By: Narayguy (founder)
This is not a post on how to start a company. It’s basically just a post on what you should and shouldn’t do if you’re starting a company.
You’ll find a lot of such information floating around around the web, but there’s nothing like an honest explanation from an actual founder. And this isn’t to say Honest College is a well-established company. We’re not by any means, but we’re certainly getting there.
|Remember wondering what on earth “Amazon” was?
Well, their well-crafted logo quickly become a norm.
First off, pick something that you believe in. If you actually firmly believe that you have a good idea, you can make it work. Selling apples carved into tiny houses? Why not. A restaurant specializing in beef jerky and mashed potatoes? Sure. Long as you believe in it. If you don’t believe in your idea but just want to make some spare change, others will see through it right away.
Find productivity where others waste time. To make an idea of your own sail, you’ve gotta sacrifice. With Honest College, to take it to the point of operating on its own, with new articles, commenters, new readers flocking in, and eventually sponsors, I had to stare into my laptop while beer cans, couch pillows, and rap verses flew through the air around me. Focus is the key.
Enjoy the crap that gets thrown your way. If people take the time to criticize you, then at least they care. Do you insult a small company that’s not going anywhere? Nope, not worth your breath. If you’re not getting any resistance/feedback from friends or competitors with your supposedly brilliant idea, then it’s no good.
Enjoy the small gains. Enjoy every Facebook like your fan page gets, or every comment online, or @ mention. Furthermore, don’t think any opportunity that someone presents you is too small or too unlikely to pan out! I’ve already seen the most obscure leads lead to life-changing connections. Network a ton. Everyone counts, and one person who shares a genuine opinion about you or is genuinely impressed is worth so much more than 1000 people who see your product but don’t care to comment. If you go for big goals too soon, you’ll tank.
Don’t sell yourself as an expert. Because, sadly, you are not. I am so sick of seeing SEO, marketing, branding and start-up experts on Twitter. All they are doing is scamming folks who can’t find what they’re looking for on Google. Don’t be someone who “lives for the satisfaction of helping others get rich” either. Total BS.
Be legit. Don’t think that big names, like Huffington Post, started off as a credible source. They made it there. Every time you talk about or write about your product, do so with authority and expect respect. Be overly positive, and concise too. Realize that people don’t listen to every word you say, so give accurate, short summaries of your progress with someone is kind enough to ask. Can’t tell you how long it took me to figure this one out with Honest College. People want to know stats, positive things, not that you hard time designing your banner.

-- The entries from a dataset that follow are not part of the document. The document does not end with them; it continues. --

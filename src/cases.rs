//! Batch driver over case folders
//!
//! Input layout:
//!
//! ```text
//! input/
//!   <case>/
//!     persona_definition.json | persona_definition.txt
//!     job_to_be_done.txt
//!     documents/*.pdf
//! ```
//!
//! Each case produces `<case>_output.json` (and `<case>_index.bin` when
//! embeddings were computed) in the output directory. Cases with missing
//! inputs or no PDFs are skipped and reported; other cases continue.

use crate::error::{DocsiftError, Result};
use crate::layout::LayoutSource;
use crate::layout_file::{file_name, find_sidecar, is_layout_file, LayoutDocument};
use crate::persona::{case_name, PersonaJob};
use crate::pipeline::{DocumentFailure, Pipeline, RunResult};
use crate::settings::Settings;
use crate::similarity::Embedder;
use serde::Serialize;
use std::fs;
use std::path::{Path, PathBuf};

pub const DOCUMENTS_DIR: &str = "documents";

/// Outcome of one processed case
#[derive(Debug, Clone, Serialize)]
pub struct CaseReport {
    pub case: String,
    pub output_path: PathBuf,
    /// False when the output artifact could not be written
    pub output_written: bool,
    pub index_path: Option<PathBuf>,
    pub documents: usize,
    pub sections: usize,
    pub failures: Vec<DocumentFailure>,
    pub degraded_sections: usize,
    #[serde(skip)]
    pub result: RunResult,
}

#[derive(Debug, Clone, Serialize)]
pub struct SkippedCase {
    pub case: String,
    pub reason: String,
}

#[derive(Debug, Clone, Default, Serialize)]
pub struct BatchSummary {
    pub completed: Vec<CaseReport>,
    pub skipped: Vec<SkippedCase>,
}

/// Subdirectories of `input_root` that contain a documents folder, sorted by name
pub fn discover_cases(input_root: &Path) -> Result<Vec<PathBuf>> {
    let mut cases: Vec<PathBuf> = fs::read_dir(input_root)?
        .flatten()
        .map(|entry| entry.path())
        .filter(|path| path.is_dir() && path.join(DOCUMENTS_DIR).is_dir())
        .collect();
    cases.sort();
    Ok(cases)
}

/// PDF files of a documents folder, sorted by file name
pub fn collect_pdfs(documents_dir: &Path) -> Result<Vec<PathBuf>> {
    let mut pdfs: Vec<PathBuf> = fs::read_dir(documents_dir)?
        .flatten()
        .map(|entry| entry.path())
        .filter(|path| {
            path.is_file()
                && path
                    .extension()
                    .and_then(|e| e.to_str())
                    .is_some_and(|e| e.eq_ignore_ascii_case("pdf"))
        })
        .collect();
    pdfs.sort();
    Ok(pdfs)
}

/// Open a document's layout: a layout file directly, a PDF's sidecar, or the
/// PDF itself when direct reading is compiled in
pub fn open_document(path: &Path) -> Result<Box<dyn LayoutSource>> {
    if is_layout_file(path) {
        return Ok(Box::new(LayoutDocument::load(path)?));
    }

    if let Some(sidecar) = find_sidecar(path) {
        tracing::debug!("[Cases] Using layout sidecar {}", sidecar.display());
        let mut doc = LayoutDocument::load(&sidecar)?;
        doc.document = file_name(path);
        return Ok(Box::new(doc));
    }

    open_pdf(path)
}

#[cfg(feature = "pdf")]
fn open_pdf(path: &Path) -> Result<Box<dyn LayoutSource>> {
    Ok(Box::new(crate::pdf_layout::PdfLayout::open(path)?))
}

#[cfg(not(feature = "pdf"))]
fn open_pdf(path: &Path) -> Result<Box<dyn LayoutSource>> {
    Err(DocsiftError::Layout {
        document: file_name(path),
        message: "no layout sidecar found and direct PDF reading is not enabled (feature `pdf`)"
            .to_string(),
    })
}

/// Process one case folder and write its artifacts
pub fn process_case(
    case_dir: &Path,
    output_dir: &Path,
    settings: &Settings,
    embedder: Option<&dyn Embedder>,
) -> Result<CaseReport> {
    let case = case_name(case_dir);
    tracing::info!("[Cases] --- Processing case: {} ---", case);

    let query = PersonaJob::load(case_dir)?;

    let documents_dir = case_dir.join(DOCUMENTS_DIR);
    if !documents_dir.is_dir() {
        return Err(DocsiftError::MissingInput { case, what: format!("{}/ folder", DOCUMENTS_DIR) });
    }
    let pdfs = collect_pdfs(&documents_dir)?;
    if pdfs.is_empty() {
        return Err(DocsiftError::EmptyDocumentSet { case, dir: documents_dir });
    }

    let pipeline = Pipeline::new(settings, embedder);
    let documents = pdfs.iter().map(|p| (file_name(p), open_document(p)));
    let output = pipeline.run(documents, &query);

    let output_path = output_dir.join(format!("{}_output.json", case));
    let output_written = match write_output(&output.result, output_dir, &output_path) {
        Ok(()) => {
            tracing::info!("[Cases] Case '{}' complete. Output saved to {}", case, output_path.display());
            true
        }
        Err(e) => {
            tracing::error!("[Cases] Error saving output for {}: {}", case, e);
            false
        }
    };

    let index_path = match output.index.as_ref() {
        Some(index) if settings.write_index && output_written => {
            let path = output_dir.join(format!("{}_index.bin", case));
            match index.save(&path) {
                Ok(()) => Some(path),
                Err(e) => {
                    tracing::error!("[Cases] Error saving similarity index for {}: {}", case, e);
                    None
                }
            }
        }
        _ => None,
    };

    Ok(CaseReport {
        case,
        output_path,
        output_written,
        index_path,
        documents: pdfs.len(),
        sections: output.result.extracted_sections.len(),
        failures: output.failures,
        degraded_sections: output.degraded_sections,
        result: output.result,
    })
}

fn write_output(result: &RunResult, output_dir: &Path, path: &Path) -> Result<()> {
    let json = result.to_json()?;
    let persistence = |source| DocsiftError::Persistence { path: path.to_path_buf(), source };
    fs::create_dir_all(output_dir).map_err(persistence)?;
    fs::write(path, json).map_err(persistence)
}

/// Process every case under `input_root`; per-case failures are recorded as skips
pub fn run_batch(
    input_root: &Path,
    output_dir: &Path,
    settings: &Settings,
    embedder: Option<&dyn Embedder>,
) -> Result<BatchSummary> {
    let cases = discover_cases(input_root)?;
    if cases.is_empty() {
        tracing::warn!(
            "[Cases] No case directories found in {}. Expected <input>/<case>/{}/...",
            input_root.display(),
            DOCUMENTS_DIR
        );
    }

    let mut summary = BatchSummary::default();
    for case_dir in cases {
        match process_case(&case_dir, output_dir, settings, embedder) {
            Ok(report) => summary.completed.push(report),
            Err(e) => {
                let case = case_name(&case_dir);
                if e.is_case_skip() {
                    tracing::warn!("[Cases] Skipping case {}: {}", case, e);
                } else {
                    tracing::error!("[Cases] Case {} failed: {}", case, e);
                }
                summary.skipped.push(SkippedCase { case, reason: e.to_string() });
            }
        }
    }

    tracing::info!(
        "[Cases] Finished: {} completed, {} skipped",
        summary.completed.len(),
        summary.skipped.len()
    );
    Ok(summary)
}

And lastly, don’t ever restrict creativity. Don’t think that because there are lots of generic models and designs out there, that that is the path to success. It’s definitely not. There is a lot of laziness in the start-up world, and it’s your job to cut through it if you want your idea to get off the ground. Doing something unique or even offensive is always better than following a generic model.
Hope this helps! These steps have been what has gotten Honest College of the ground and sailing.